Countries across Europe have been reintroducing the beaver since the 1920s. Britain is one of the last regions to begin reintroduction, but there are now several controlled trial projects around Britain, including in Devon, Kent and Gloucestershire.

It’s a mystery, however, where the beaver caught on amateur video appeared from. The Devon Wildlife Trust is nearing the end of its three-year project to introduce a pair of beavers into an enclosed wetland area. The pair had a baby, known as a kit, in August 2013, but none of the three is reported missing.

Museum mammal curator Richard Sabin says beavers are remarkably good at escaping and surviving in the right environment, and that they can ‘gnaw out of pretty much anything’.

The importance of beavers

‘The beaver in Britain was, and still is, considered to be an important part of the ecosystem, and was certainly responsible for significant modifications to local and wider environments, through the damming of rivers since the end of the last ice age,’ said Sabin.

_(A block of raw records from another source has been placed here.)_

//! Time-adaptive LOWESS ensemble (smooth dates).
//!
//! ## Purpose
//!
//! This module fits one LOWESS model per regression date, each over the full
//! sample set but weighted in time by a tricube kernel around its date, and
//! blends the members' curves into a smoothed `dates × x` surface.
//!
//! ## Design notes
//!
//! * **Independent members**: Member fits share only read-only inputs and run
//!   through [`Backend`]; inner fits then run sequentially.
//! * **Ordered members**: Members keep the order of the regression dates.
//! * **Blend**: Prediction dates are weighted against regression dates with
//!   the model's own threshold, normalized per prediction date.
//!
//! ## Key concepts
//!
//! * **Member predictions** (`regression dates × x`).
//! * **Blend weights** (`prediction dates × regression dates`).
//! * **Surface** = blend · member predictions (`prediction dates × x`).
//!
//! ## Invariants
//!
//! * Regression dates are unique. Explicit duplicates are rejected; repeated
//!   sample dates collapse to one member when they serve as the default.
//! * A prediction date with no regression date inside the threshold gets an
//!   all-zero surface row.

// External dependencies
use chrono::{DateTime, Utc};
use ndarray::{Array2, Axis};
use num_traits::Float;
use serde::{Deserialize, Serialize};
use std::collections::HashSet;
use tracing::{debug, warn};

// Internal dependencies
use crate::adapters::surface::Surface;
use crate::adapters::time_weights::{date_weights, DateThreshold};
use crate::algorithms::regression::WLSSolver;
use crate::engine::executor::{LowessConfig, LowessExecutor, SampleWeights};
use crate::engine::output::FittedLowess;
use crate::engine::validator::Validator;
use crate::math::kernel::normalize_rows;
use crate::primitives::backend::Backend;
use crate::primitives::errors::LowessError;

/// Default bandwidth fraction for the time-adaptive models.
pub const DEFAULT_DATES_FRACTION: f64 = 0.3;

// ============================================================================
// Configuration
// ============================================================================

/// Configuration of a time-adaptive ensemble.
#[derive(Debug, Clone, PartialEq, Serialize, Deserialize)]
pub struct SmoothDatesConfig<T> {
    /// Per-member LOWESS configuration.
    pub lowess: LowessConfig<T>,

    /// Temporal bandwidth.
    pub threshold: DateThreshold,

    /// Backend used across members.
    pub backend: Backend,
}

impl<T: Float> Default for SmoothDatesConfig<T> {
    fn default() -> Self {
        Self {
            lowess: LowessConfig {
                fraction: DEFAULT_DATES_FRACTION,
                ..LowessConfig::default()
            },
            threshold: DateThreshold::default(),
            backend: Backend::default(),
        }
    }
}

impl<T: Float> SmoothDatesConfig<T> {
    /// Validate every configuration field.
    pub fn validate(&self) -> Result<(), LowessError> {
        self.lowess.validate()?;
        self.threshold.validate()
    }
}

// ============================================================================
// Fitted Ensemble
// ============================================================================

/// One regression date with its temporal weights and fitted model.
#[derive(Debug, Clone, PartialEq, Serialize, Deserialize)]
pub struct EnsembleMember<T> {
    /// Regression date the member is centred on.
    pub date: DateTime<Utc>,

    /// Temporal weight of every training sample.
    pub weights: Vec<T>,

    /// LOWESS fit under those weights.
    pub model: FittedLowess<T>,
}

/// Fitted time-adaptive ensemble.
#[derive(Debug, Clone, PartialEq, Serialize, Deserialize)]
pub struct FittedSmoothDates<T> {
    fraction: f64,
    threshold: DateThreshold,
    members: Vec<EnsembleMember<T>>,
}

impl<T: Float + 'static> FittedSmoothDates<T> {
    /// Bandwidth fraction of every member.
    pub fn fraction(&self) -> f64 {
        self.fraction
    }

    /// Temporal bandwidth.
    pub fn threshold(&self) -> DateThreshold {
        self.threshold
    }

    /// Members in regression-date order.
    pub fn members(&self) -> &[EnsembleMember<T>] {
        &self.members
    }

    /// Regression dates in fit order.
    pub fn reg_dates(&self) -> Vec<DateTime<Utc>> {
        self.members.iter().map(|m| m.date).collect()
    }

    /// Member centred on `date`.
    pub fn member(&self, date: DateTime<Utc>) -> Option<&EnsembleMember<T>> {
        self.members.iter().find(|m| m.date == date)
    }

    /// Every member's curve at `x_pred`, `regression dates × x`.
    pub fn member_predictions(&self, x_pred: &[T]) -> Result<Array2<T>, LowessError> {
        Validator::validate_prediction_points(x_pred)?;
        let mut values = Array2::zeros((self.members.len(), x_pred.len()));
        for (mut row, member) in values.axis_iter_mut(Axis(0)).zip(&self.members) {
            for (v, p) in row.iter_mut().zip(member.model.predict(x_pred)?) {
                *v = p;
            }
        }
        Ok(values)
    }

    /// Blend weights, `prediction dates × regression dates`, rows summing to 1 or 0.
    pub fn blend_weights(&self, dt_pred: &[DateTime<Utc>]) -> Array2<T> {
        let mut weights = Array2::zeros((dt_pred.len(), self.members.len()));
        for (mut column, member) in weights.axis_iter_mut(Axis(1)).zip(&self.members) {
            let w: Vec<T> = date_weights(dt_pred, member.date, &self.threshold);
            for (c, v) in column.iter_mut().zip(w) {
                *c = v;
            }
        }
        let degenerate = normalize_rows(&mut weights);
        if degenerate > 0 {
            warn!(dates = degenerate, "prediction dates beyond every regression date threshold");
        }
        weights
    }

    /// Surface matrix, `prediction dates × x`.
    ///
    /// `dt_pred` defaults to the regression dates.
    pub fn predict_matrix(
        &self,
        x_pred: &[T],
        dt_pred: Option<&[DateTime<Utc>]>,
    ) -> Result<Array2<T>, LowessError> {
        let reg_dates;
        let dt_pred = match dt_pred {
            Some(dates) => dates,
            None => {
                reg_dates = self.reg_dates();
                &reg_dates
            }
        };
        if dt_pred.is_empty() {
            return Err(LowessError::EmptyInput);
        }

        let member_values = self.member_predictions(x_pred)?;
        let blend = self.blend_weights(dt_pred);
        Ok(blend.dot(&member_values))
    }

    /// Labelled surface over `x_pred` and `dt_pred` (defaults to the regression dates).
    pub fn predict(
        &self,
        x_pred: &[T],
        dt_pred: Option<&[DateTime<Utc>]>,
    ) -> Result<Surface<T>, LowessError> {
        let values = self.predict_matrix(x_pred, dt_pred)?;
        Ok(Surface {
            x: x_pred.to_vec(),
            dates: dt_pred.map_or_else(|| self.reg_dates(), <[_]>::to_vec),
            values,
        })
    }
}

// ============================================================================
// Fit
// ============================================================================

/// Distinct dates in first-seen order.
pub fn unique_dates(dates: &[DateTime<Utc>]) -> Vec<DateTime<Utc>> {
    let mut seen = HashSet::with_capacity(dates.len());
    dates.iter().copied().filter(|d| seen.insert(*d)).collect()
}

/// Fit one member per regression date (defaults to the distinct sample dates).
pub fn fit_smooth_dates<T: WLSSolver>(
    config: &SmoothDatesConfig<T>,
    x: &[T],
    y: &[T],
    dt_idx: &[DateTime<Utc>],
    reg_dates: Option<&[DateTime<Utc>]>,
) -> Result<FittedSmoothDates<T>, LowessError> {
    config.validate()?;
    Validator::validate_inputs(x, y)?;
    if dt_idx.len() != x.len() {
        return Err(LowessError::MismatchedLength {
            name: "dt_idx",
            expected: x.len(),
            got: dt_idx.len(),
        });
    }

    let reg_dates = match reg_dates {
        Some(dates) => {
            let mut seen = HashSet::with_capacity(dates.len());
            if let Some(dup) = dates.iter().find(|d| !seen.insert(**d)) {
                return Err(LowessError::DuplicateRegressionDate(dup.to_rfc3339()));
            }
            dates.to_vec()
        }
        None => unique_dates(dt_idx),
    };
    if reg_dates.is_empty() {
        return Err(LowessError::EmptyInput);
    }

    debug!(
        members = reg_dates.len(),
        samples = x.len(),
        threshold = %config.threshold,
        "fitting smooth dates ensemble"
    );

    let mut inner = config.lowess.clone();
    if config.backend.is_parallel() {
        inner.backend = Backend::Sequential;
    }

    let members = config.backend.try_map_indexed(reg_dates.len(), |i| {
        let date = reg_dates[i];
        let weights: Vec<T> = date_weights(dt_idx, date, &config.threshold);
        let model = LowessExecutor::fit(
            &inner,
            x,
            y,
            SampleWeights {
                external: Some(&weights[..]),
                robust: None,
            },
        )?;
        Ok::<_, LowessError>(EnsembleMember {
            date,
            weights,
            model,
        })
    })?;

    Ok(FittedSmoothDates {
        fraction: config.lowess.fraction,
        threshold: config.threshold,
        members,
    })
}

The Museum hosts the best collection of complete examples of the extinct indigenous British beaver. ‘Our specimens date back several hundred to several thousand years and were found as well-preserved skeletons in peat from fenlands in the east of England,’ said Sabin.

Bringing the beaver to Britain

A beaver reintroduction trial is currently running in Scotland, where a total of 16 beavers have been released in the highlands since 2009. The Museum’s collection contributed data to the selection of candidates for the trial from living populations of Eurasian beavers.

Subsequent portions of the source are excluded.